Some researchers like Azikiwe (2005), holds the view that method of teaching is
indispensible in the teaching-learning process of English as a second language.
This view is reinforced by Bodunde (1999) that stresses that the teaching
method used by the English language teacher can affect student positively or
negatively because it is a weapon of enhancing the language ability of his/her
students. There are many teaching methods: these include lecture method, direct
method, communicative language teaching method etc. All these methods are
conventional teaching methods. They are methods that involve teacher in
complete verbal instruction or expression. Communication flows from teacher to
students (Anyima, 2011). In conventional teaching methods, students learn the
speech sounds like parrots. Students are expected to internalize the rules of
the target language through memorization (Azikiwe, 1998).
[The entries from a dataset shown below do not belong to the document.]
use crate::frame::FrameDescriptor;

/// Read state.
///
/// Replaces the callback pair of classic designs (next-frame fetch,
/// completion signal) with states a caller can observe. `Done` is a
/// one-way transition, entered exactly once per message.
#[derive(Debug, Clone, Copy)]
pub(super) enum ReadState {
    /// Delivering the current frame's payload. `consumed` is the
    /// absolute offset within the frame, which anchors the mask
    /// phase across partial reads.
    Frame {
        frame: FrameDescriptor,
        consumed: u64,
    },
    /// Current frame exhausted, message incomplete; the next
    /// descriptor has not been fetched yet.
    AwaitFrame,
    /// Final frame fully delivered.
    Done,
}

impl ReadState {
    #[inline]
    pub const fn new() -> Self { ReadState::AwaitFrame }
}
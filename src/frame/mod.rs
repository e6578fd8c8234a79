//! Websocket frame descriptor.
//!
//! [RFC-6455 Section5](https://datatracker.ietf.org/doc/html/rfc6455#section-5)
//!
//! A frame head carries a final-fragment flag, an optional 4-byte
//! mask key and the payload length. Heads are parsed upstream; what
//! reaches this crate is the distilled [`FrameDescriptor`], consumed
//! by a [`MessageStream`](crate::stream::MessageStream) while the
//! payload bytes are pulled off the wire.

pub mod mask;

pub use mask::Mask;

/// One frame's pending payload, as seen by the receive path.
///
/// `remaining` counts the payload bytes not yet pulled off the
/// transport; it is decremented as the stream consumes them. When a
/// non-final frame hits zero, the whole descriptor is replaced by
/// the next one.
#[derive(Debug, Clone, Copy, PartialEq, Eq)]
pub struct FrameDescriptor {
    pub remaining: u64,
    pub mask: Mask,
    pub fin: bool,
}

impl FrameDescriptor {
    /// Constructor.
    #[inline]
    pub const fn new(remaining: u64, mask: Mask, fin: bool) -> Self {
        Self {
            remaining,
            mask,
            fin,
        }
    }

    /// Descriptor of an unmasked frame.
    #[inline]
    pub const fn new_unmasked(remaining: u64, fin: bool) -> Self {
        Self::new(remaining, Mask::None, fin)
    }
}
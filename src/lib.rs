//! Websocket frame-decoding core.
//!
//! This crate is the receive-path heart of a websocket implement:
//! it turns a raw, masked, possibly-fragmented sequence of frames
//! into a transparent byte stream.
//!
//! ## Features
//! - Recycle fixed-size buffers across connections.
//! - Unmask payload on the fly, crossing frame boundaries.
//! - Transparent Read over the underlying IO source.
//!
//! Frame heads are parsed elsewhere; this crate consumes the
//! resulting [`FrameDescriptor`](frame::FrameDescriptor)s together
//! with the transport bytes.
//!
//! ## Read a fragmented message
//!
//! ```ignore
//! {
//!     let mut stream = MessageStream::new(tcp, frames);
//!
//!     // frame boundaries are invisible here
//!     while !stream.is_complete() {
//!         let n = stream.read(&mut buf)?;
//!         message.extend_from_slice(&buf[..n]);
//!     }
//! }
//! ```
//!
//! ## Decode a close payload
//!
//! ```ignore
//! {
//!     let status = CloseStatus::from_bytes(&message)?;
//!     println!("peer closed: {} {}", status.code, status.reason);
//! }
//! ```

pub mod close;
pub mod error;
pub mod frame;
pub mod payload;
pub mod pool;
pub mod stream;
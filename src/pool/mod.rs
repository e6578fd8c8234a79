//! Fixed-size buffer pool.
//!
//! Frame decoding rents one buffer per frame; recycling them across
//! connections avoids a fresh allocation on every frame. The pool is
//! the only state shared between connections, so it takes care of
//! its own synchronization and callers need no locking.
//!
//! The pool never evicts: every distinct size rented creates a
//! bucket that lives until the pool is dropped. Callers renting many
//! distinct sizes grow it without bound. This is a deliberate
//! trade-off, not an oversight.

use dashmap::DashMap;
use log::trace;

/// Cache of fixed-size byte buffers, keyed by exact size.
///
/// Construct one per process (or per memory domain) and share it by
/// reference; there is no implicit global instance.
#[derive(Debug, Default)]
pub struct BufferPool {
    buckets: DashMap<usize, Vec<Box<[u8]>>>,
}

impl BufferPool {
    #[inline]
    pub fn new() -> Self {
        Self {
            buckets: DashMap::new(),
        }
    }

    /// Get a buffer of exactly `size` bytes, every byte zero.
    ///
    /// Reuses a recycled buffer of that size when one is available,
    /// otherwise allocates. Never blocks.
    pub fn rent(&self, size: usize) -> Box<[u8]> {
        // entry() creates the bucket on first touch, from either
        // rent or recycle, so call order does not matter
        if let Some(buf) = self.buckets.entry(size).or_default().pop() {
            return buf;
        }
        trace!("pool: alloc {} bytes", size);
        vec![0u8; size].into_boxed_slice()
    }

    /// Hand a buffer back for reuse.
    ///
    /// Every byte is zeroed before the buffer becomes visible to
    /// other renters, so no connection can observe another's data.
    pub fn recycle(&self, mut buf: Box<[u8]>) {
        buf.fill(0);
        self.buckets.entry(buf.len()).or_default().push(buf);
    }

    /// Count of resident free buffers of the given size.
    #[inline]
    pub fn pooled(&self, size: usize) -> usize {
        self.buckets.get(&size).map_or(0, |b| b.len())
    }
}
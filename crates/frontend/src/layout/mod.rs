pub mod footer;
pub mod global_context;
pub mod header;
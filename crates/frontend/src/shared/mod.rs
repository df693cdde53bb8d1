pub mod contact_links;
pub mod icons;
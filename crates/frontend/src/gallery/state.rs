//! Pure full-screen gallery state.
//!
//! Tracks which single image, if any, is shown in the overlay viewer and
//! computes circular next/previous within an image list. Kept free of any
//! reactive or DOM types so the transitions are unit-testable.

#[derive(Debug, Clone, Copy, PartialEq, Eq)]
pub enum Direction {
    Next,
    Previous,
}

#[derive(Debug, Clone, PartialEq, Default)]
pub struct GalleryState {
    /// URL of the image currently shown full screen, if any.
    pub fullscreen: Option<String>,
}

impl GalleryState {
    pub fn new() -> Self {
        Self::default()
    }

    pub fn open(&mut self, url: &str) {
        self.fullscreen = Some(url.to_string());
    }

    pub fn close(&mut self) {
        self.fullscreen = None;
    }

    /// Step within `images`, wrapping at both ends.
    ///
    /// When no item context exists the active list is the singleton of the
    /// current image, so stepping is a no-op; an empty list behaves the same
    /// way. When the current URL is not found in the list (stale reference
    /// after navigating away) it is treated as index 0.
    pub fn step(&mut self, images: &[String], direction: Direction) {
        let Some(current) = self.fullscreen.as_deref() else {
            return;
        };
        if images.len() < 2 {
            return;
        }
        let n = images.len();
        let i = images.iter().position(|url| url == current).unwrap_or(0);
        let target = match direction {
            Direction::Next => (i + 1) % n,
            Direction::Previous => (i + n - 1) % n,
        };
        self.fullscreen = Some(images[target].clone());
    }
}

#[cfg(test)]
mod tests {
    use super::*;

    fn images(urls: &[&str]) -> Vec<String> {
        urls.iter().map(|u| u.to_string()).collect()
    }

    #[test]
    fn test_open_and_close() {
        let mut gallery = GalleryState::new();
        assert_eq!(gallery.fullscreen, None);
        gallery.open("a.jpg");
        assert_eq!(gallery.fullscreen.as_deref(), Some("a.jpg"));
        gallery.close();
        assert_eq!(gallery.fullscreen, None);
    }

    #[test]
    fn test_next_wraps_around() {
        let list = images(&["a.jpg", "b.jpg", "c.jpg"]);
        let mut gallery = GalleryState::new();
        gallery.open("a.jpg");

        gallery.step(&list, Direction::Next);
        assert_eq!(gallery.fullscreen.as_deref(), Some("b.jpg"));
        gallery.step(&list, Direction::Next);
        assert_eq!(gallery.fullscreen.as_deref(), Some("c.jpg"));
        gallery.step(&list, Direction::Next);
        assert_eq!(gallery.fullscreen.as_deref(), Some("a.jpg"));
    }

    #[test]
    fn test_previous_wraps_around() {
        let list = images(&["a.jpg", "b.jpg", "c.jpg"]);
        let mut gallery = GalleryState::new();
        gallery.open("a.jpg");

        gallery.step(&list, Direction::Previous);
        assert_eq!(gallery.fullscreen.as_deref(), Some("c.jpg"));
    }

    #[test]
    fn test_next_then_previous_restores() {
        let list = images(&["a.jpg", "b.jpg"]);
        let mut gallery = GalleryState::new();
        gallery.open("b.jpg");

        gallery.step(&list, Direction::Next);
        gallery.step(&list, Direction::Previous);
        assert_eq!(gallery.fullscreen.as_deref(), Some("b.jpg"));
    }

    #[test]
    fn test_singleton_and_empty_lists_are_noops() {
        let mut gallery = GalleryState::new();
        gallery.open("solo.jpg");

        gallery.step(&images(&["solo.jpg"]), Direction::Next);
        assert_eq!(gallery.fullscreen.as_deref(), Some("solo.jpg"));

        gallery.step(&[], Direction::Previous);
        assert_eq!(gallery.fullscreen.as_deref(), Some("solo.jpg"));
    }

    #[test]
    fn test_stale_url_falls_back_to_index_zero() {
        let list = images(&["a.jpg", "b.jpg", "c.jpg"]);
        let mut gallery = GalleryState::new();
        gallery.open("gone.jpg");

        // treated as index 0, so next lands on index 1
        gallery.step(&list, Direction::Next);
        assert_eq!(gallery.fullscreen.as_deref(), Some("b.jpg"));

        gallery.open("gone.jpg");
        gallery.step(&list, Direction::Previous);
        assert_eq!(gallery.fullscreen.as_deref(), Some("c.jpg"));
    }

    #[test]
    fn test_step_without_open_image_is_noop() {
        let list = images(&["a.jpg", "b.jpg"]);
        let mut gallery = GalleryState::new();
        gallery.step(&list, Direction::Next);
        assert_eq!(gallery.fullscreen, None);
    }
}
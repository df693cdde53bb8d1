use crate::catalog::store::{CatalogState, CatalogStore};
use crate::pages::item_card::ItemCard;
use contracts::Item;
use leptos::prelude::*;

/// Label shown when the selected category id has no entry in the catalog.
/// A dangling id degrades the heading, it never fails the page.
const UNKNOWN_CATEGORY: &str = "فئة غير معروفة";

#[component]
#[allow(non_snake_case)]
pub fn CategoryPage(category_id: String) -> impl IntoView {
    let store = use_context::<CatalogStore>().expect("CatalogStore context not found");

    let heading = {
        let category_id = category_id.clone();
        move || match store.state.get() {
            CatalogState::Ready(doc) => doc
                .category_by_id(&category_id)
                .map(|c| format!("{} {}", c.icon, c.name))
                .unwrap_or_else(|| UNKNOWN_CATEGORY.to_string()),
            _ => String::new(),
        }
    };

    let items = move || -> Vec<Item> {
        match store.state.get() {
            CatalogState::Ready(doc) => doc
                .items_in_category(&category_id)
                .into_iter()
                .cloned()
                .collect(),
            _ => Vec::new(),
        }
    };

    view! {
        <section class="category-page">
            <h2>{heading}</h2>
            {move || {
                let list = items();
                if list.is_empty() {
                    view! {
                        <p class="empty-category">{"لا توجد منتجات في هذه الفئة حالياً"}</p>
                    }.into_any()
                } else {
                    view! {
                        <div class="item-grid">
                            {list.into_iter().map(|item| view! {
                                <ItemCard item=item />
                            }).collect_view()}
                        </div>
                    }.into_any()
                }
            }}
        </section>
    }
}
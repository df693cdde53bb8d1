use crate::catalog::store::{CatalogState, CatalogStore};
use crate::gallery::GalleryService;
use crate::layout::global_context::AppGlobalContext;
use crate::shared::contact_links::{
    item_inquiry_subject, item_inquiry_text, mailto_link, tel_link, whatsapp_link,
};
use crate::shared::icons::icon;
use contracts::{ContactInfo, Item};
use leptos::prelude::*;

#[component]
#[allow(non_snake_case)]
pub fn ItemPage(item: Item) -> impl IntoView {
    let ctx = use_context::<AppGlobalContext>().expect("AppGlobalContext context not found");
    let store = use_context::<CatalogStore>().expect("CatalogStore context not found");
    let gallery = use_context::<GalleryService>().expect("GalleryService context not found");

    // Which of the item's images is shown inline. The detail page assumes
    // images[0] exists for any item reachable from navigation.
    let (main_index, set_main_index) = signal(0usize);

    let images = item.images.clone();
    let main_image = {
        let images = images.clone();
        move || {
            images
                .get(main_index.get())
                .or_else(|| images.first())
                .cloned()
                .unwrap_or_default()
        }
    };

    // Breadcrumb category is derived from the item itself.
    let category_id = item.category.clone();
    let category_label = {
        let category_id = category_id.clone();
        move || match store.state.get() {
            CatalogState::Ready(doc) => doc
                .category_by_id(&category_id)
                .map(|c| c.name.clone()),
            _ => None,
        }
    };

    let contact = move || -> Option<ContactInfo> {
        match store.state.get() {
            CatalogState::Ready(doc) => Some(doc.contact_info.clone()),
            _ => None,
        }
    };

    let open_fullscreen = {
        let main_image = main_image.clone();
        move |_| gallery.open(&main_image())
    };

    let title = item.title.clone();
    let title_for_contacts = item.title.clone();

    view! {
        <section class="item-page">
            <nav class="breadcrumb">
                <button class="crumb" on:click=move |_| ctx.go_home()>{"الرئيسية"}</button>
                {move || category_label().map(|name| {
                    let id = category_id.clone();
                    view! {
                        <span class="crumb-sep">{"/"}</span>
                        <button class="crumb" on:click=move |_| ctx.open_category(&id)>
                            {name}
                        </button>
                    }
                })}
                <span class="crumb-sep">{"/"}</span>
                <span class="crumb-current">{title.clone()}</span>
            </nav>

            <div class="item-layout">
                <div class="item-gallery">
                    <img
                        class="item-main-image"
                        src=main_image.clone()
                        alt=title.clone()
                        on:click=open_fullscreen
                    />
                    {(images.len() > 1).then(|| view! {
                        <div class="thumbnail-strip">
                            {images.iter().enumerate().map(|(i, url)| {
                                let url = url.clone();
                                view! {
                                    <img
                                        class="thumbnail"
                                        class:active=move || main_index.get() == i
                                        src=url
                                        on:click=move |_| set_main_index.set(i)
                                    />
                                }
                            }).collect_view()}
                        </div>
                    })}
                </div>

                <div class="item-info">
                    <h2>{title.clone()}</h2>
                    {item.price.clone().map(|p| view! {
                        <p class="item-price">{"السعر: "}{p}</p>
                    })}
                    <p class="item-description">{item.description.clone()}</p>

                    {move || contact().map(|info| {
                        let title = title_for_contacts.clone();
                        view! {
                            <div class="contact-actions">
                                <a class="btn btn-primary" href=tel_link(&info.phone)>
                                    {icon("phone")}
                                    {"اتصال"}
                                </a>
                                <a
                                    class="btn btn-success"
                                    href=whatsapp_link(&info.whatsapp, Some(&item_inquiry_text(&title)))
                                    target="_blank"
                                    rel="noopener"
                                >
                                    {icon("whatsapp")}
                                    {"واتساب"}
                                </a>
                                <a
                                    class="btn btn-secondary"
                                    href=mailto_link(&info.email, Some(&item_inquiry_subject(&title)))
                                >
                                    {icon("mail")}
                                    {"البريد الإلكتروني"}
                                </a>
                            </div>
                        }
                    })}
                </div>
            </div>
        </section>
    }
}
In the lecture method, lectures are delivered to students from notes,
with little discussion, so no serious effort is made to engage the bored minds
of the students. This usually leads to a situation whereby students complete
their courses or study but still lacking in a coherent body of knowledge or any
inkling to how one sort of knowledge relates to the other. The students may
likely graduate without knowing how to think logically, write clearly and speak
coherently. Panitz (2000), notes that the lecture method of teaching is
familiar, easy and requires no imagination. Perhaps this is why it is the
dominant method of teaching in Secondary Schools, Colleges and Universities.
Johnson, Johnson and Smith (1999), identified six specific pedagogical problems
with the lecture method of teaching. They include:
(i) Students’ attention to what the teacher is saying
decreases as the lecture proceeds. Students concentrate and assimilate
materials for 10-15 minutes, where upon their attention fall.
(ii) For a lecture to be effective, it takes an educated
intelligent person oriented toward an auditory learning style.
(iii) Lecture method tends to promote only lower- level learning
of factual information.
(iv) Lecture method is limited by an assumption that all
students need the same information presented orally at the same time and at the
same pace, without dialogue with the presenter/teacher in an impersonal way.
(v) Students tend not to like lecturing
(vi) Lecture method is based upon a series of assumptions about
the cognitive capabilities and strategies of students. It assumes that all
students learn auditory, have high working memory capacity, have all required
prior knowledge, have good note-taking strategies and skills and are not
susceptible to information processing overload. Perhaps, this is why Panitz
adds that aside from threats of obsolescence, pedagogically, learning is a
flawed approach to teaching and must be replaced by more effective teaching
In the conventional lecture method with the current problem of
large student populations and the delineating nature of learning in large
classrooms as well as a decline in students’ entry level, the students’ skills
in listening, speaking, reading and writing have shaken people’s confidence
(Marjah, 2008). The acquisition of listening skill is essential in language
learning. Students should be able to listen to enable them acquire the right
speech skills. Without adequate knowledge of speech skills students may have
difficulties in pronunciation, spelling and intonation. Adequate acquisition of
speech skills leads to fluency in speech and reading. Comprehension is
necessary in listening and when this skill is badly taught comprehension
suffers as a result of poor background in listening.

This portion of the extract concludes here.